*** Data for the task ***

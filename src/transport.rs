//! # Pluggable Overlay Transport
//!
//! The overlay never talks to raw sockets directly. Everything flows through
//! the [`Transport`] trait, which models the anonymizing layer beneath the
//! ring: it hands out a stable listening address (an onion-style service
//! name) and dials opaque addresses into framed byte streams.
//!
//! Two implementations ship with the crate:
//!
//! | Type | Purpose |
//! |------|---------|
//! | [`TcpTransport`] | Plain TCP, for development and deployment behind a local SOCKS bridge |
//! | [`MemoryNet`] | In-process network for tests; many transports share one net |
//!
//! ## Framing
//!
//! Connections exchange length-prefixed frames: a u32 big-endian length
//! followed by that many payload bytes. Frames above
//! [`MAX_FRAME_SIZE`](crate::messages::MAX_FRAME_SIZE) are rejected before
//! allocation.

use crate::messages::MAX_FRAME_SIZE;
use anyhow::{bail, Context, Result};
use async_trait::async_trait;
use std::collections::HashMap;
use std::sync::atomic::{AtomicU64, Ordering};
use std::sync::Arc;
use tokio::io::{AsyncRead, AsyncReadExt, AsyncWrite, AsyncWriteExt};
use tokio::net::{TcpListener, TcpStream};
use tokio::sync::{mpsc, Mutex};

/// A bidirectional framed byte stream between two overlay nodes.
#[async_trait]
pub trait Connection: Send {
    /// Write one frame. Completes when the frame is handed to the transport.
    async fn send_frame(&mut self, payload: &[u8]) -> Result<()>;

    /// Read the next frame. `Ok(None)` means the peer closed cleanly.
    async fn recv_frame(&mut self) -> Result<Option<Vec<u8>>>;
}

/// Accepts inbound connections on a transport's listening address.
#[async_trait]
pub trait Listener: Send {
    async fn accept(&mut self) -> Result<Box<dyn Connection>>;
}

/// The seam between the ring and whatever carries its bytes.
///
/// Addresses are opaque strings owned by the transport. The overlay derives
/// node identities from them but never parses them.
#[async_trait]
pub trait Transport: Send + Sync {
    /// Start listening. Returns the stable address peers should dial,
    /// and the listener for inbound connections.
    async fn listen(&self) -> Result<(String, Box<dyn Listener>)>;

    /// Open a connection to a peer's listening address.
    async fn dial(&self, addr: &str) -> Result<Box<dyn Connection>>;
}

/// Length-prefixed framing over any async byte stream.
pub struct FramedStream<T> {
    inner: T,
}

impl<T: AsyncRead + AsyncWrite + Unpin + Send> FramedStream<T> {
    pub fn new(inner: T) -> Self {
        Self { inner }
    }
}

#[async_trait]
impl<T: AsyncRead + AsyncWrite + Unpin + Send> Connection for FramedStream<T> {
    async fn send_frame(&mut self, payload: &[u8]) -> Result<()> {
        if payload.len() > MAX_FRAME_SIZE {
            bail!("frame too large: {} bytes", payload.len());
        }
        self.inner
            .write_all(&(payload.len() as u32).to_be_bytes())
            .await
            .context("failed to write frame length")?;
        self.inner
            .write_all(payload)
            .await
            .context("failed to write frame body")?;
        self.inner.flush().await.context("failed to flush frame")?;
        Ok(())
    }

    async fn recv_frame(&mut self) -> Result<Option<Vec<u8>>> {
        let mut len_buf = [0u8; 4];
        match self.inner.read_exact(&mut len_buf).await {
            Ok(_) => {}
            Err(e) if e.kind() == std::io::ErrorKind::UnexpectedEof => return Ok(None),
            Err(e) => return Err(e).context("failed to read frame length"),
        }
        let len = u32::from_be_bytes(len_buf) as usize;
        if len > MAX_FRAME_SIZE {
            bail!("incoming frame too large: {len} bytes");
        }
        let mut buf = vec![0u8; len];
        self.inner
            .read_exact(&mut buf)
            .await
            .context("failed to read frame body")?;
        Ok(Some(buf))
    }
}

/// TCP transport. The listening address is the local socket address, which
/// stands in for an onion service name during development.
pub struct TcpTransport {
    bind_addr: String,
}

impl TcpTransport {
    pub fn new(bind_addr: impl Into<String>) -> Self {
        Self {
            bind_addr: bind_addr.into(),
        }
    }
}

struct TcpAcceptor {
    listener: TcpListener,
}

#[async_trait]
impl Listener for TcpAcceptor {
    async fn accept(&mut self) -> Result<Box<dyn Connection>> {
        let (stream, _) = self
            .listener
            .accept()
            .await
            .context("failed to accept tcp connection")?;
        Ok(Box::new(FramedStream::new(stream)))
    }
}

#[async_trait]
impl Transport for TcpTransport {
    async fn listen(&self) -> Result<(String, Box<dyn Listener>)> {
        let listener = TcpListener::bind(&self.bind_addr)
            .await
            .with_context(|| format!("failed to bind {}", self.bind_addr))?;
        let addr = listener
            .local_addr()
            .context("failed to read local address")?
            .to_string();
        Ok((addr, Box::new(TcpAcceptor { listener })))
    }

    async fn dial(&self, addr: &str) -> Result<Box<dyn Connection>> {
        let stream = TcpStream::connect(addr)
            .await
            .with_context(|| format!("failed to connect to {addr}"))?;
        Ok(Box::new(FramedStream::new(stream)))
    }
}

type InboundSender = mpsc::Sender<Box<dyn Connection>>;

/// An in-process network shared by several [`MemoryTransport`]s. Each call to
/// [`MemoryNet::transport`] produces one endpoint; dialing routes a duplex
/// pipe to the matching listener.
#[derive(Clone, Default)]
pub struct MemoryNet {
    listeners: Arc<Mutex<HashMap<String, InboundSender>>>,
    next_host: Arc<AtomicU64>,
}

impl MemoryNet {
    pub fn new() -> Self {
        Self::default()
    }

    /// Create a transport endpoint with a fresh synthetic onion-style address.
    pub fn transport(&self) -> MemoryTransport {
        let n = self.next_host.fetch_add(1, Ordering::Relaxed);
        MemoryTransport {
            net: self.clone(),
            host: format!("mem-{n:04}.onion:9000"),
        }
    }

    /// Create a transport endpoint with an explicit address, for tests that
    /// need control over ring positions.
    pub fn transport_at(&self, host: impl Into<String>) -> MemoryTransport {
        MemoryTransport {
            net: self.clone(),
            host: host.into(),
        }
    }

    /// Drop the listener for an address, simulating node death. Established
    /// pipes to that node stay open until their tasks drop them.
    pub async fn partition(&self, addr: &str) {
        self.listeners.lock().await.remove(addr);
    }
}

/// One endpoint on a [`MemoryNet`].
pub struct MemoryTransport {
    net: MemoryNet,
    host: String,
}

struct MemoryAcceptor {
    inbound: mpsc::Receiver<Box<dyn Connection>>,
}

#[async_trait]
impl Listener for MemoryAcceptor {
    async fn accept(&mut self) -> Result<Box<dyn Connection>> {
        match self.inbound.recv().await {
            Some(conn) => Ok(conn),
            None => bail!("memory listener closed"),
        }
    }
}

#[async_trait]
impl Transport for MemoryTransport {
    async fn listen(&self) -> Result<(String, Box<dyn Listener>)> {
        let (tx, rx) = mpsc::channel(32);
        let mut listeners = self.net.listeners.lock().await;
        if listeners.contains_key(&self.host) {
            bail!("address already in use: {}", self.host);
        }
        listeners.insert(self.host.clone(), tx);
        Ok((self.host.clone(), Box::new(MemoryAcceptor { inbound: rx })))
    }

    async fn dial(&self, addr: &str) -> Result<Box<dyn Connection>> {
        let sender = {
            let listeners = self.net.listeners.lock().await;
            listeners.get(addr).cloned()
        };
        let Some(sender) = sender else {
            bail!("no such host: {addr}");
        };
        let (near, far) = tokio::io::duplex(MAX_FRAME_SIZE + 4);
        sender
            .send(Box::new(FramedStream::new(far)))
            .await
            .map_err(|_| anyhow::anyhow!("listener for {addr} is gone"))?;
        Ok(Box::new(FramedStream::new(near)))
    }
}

***

Your task for the entries above: copy exactly the span starting with the line with "Two implementations ship" and going on through the line with "bytes. Frames above", both lines included, and nothing else.

//! Two implementations ship with the crate:
//!
//! | Type | Purpose |
//! |------|---------|
//! | [`TcpTransport`] | Plain TCP, for development and deployment behind a local SOCKS bridge |
//! | [`MemoryNet`] | In-process network for tests; many transports share one net |
//!
//! ## Framing
//!
//! Connections exchange length-prefixed frames: a u32 big-endian length
//! followed by that many payload bytes. Frames above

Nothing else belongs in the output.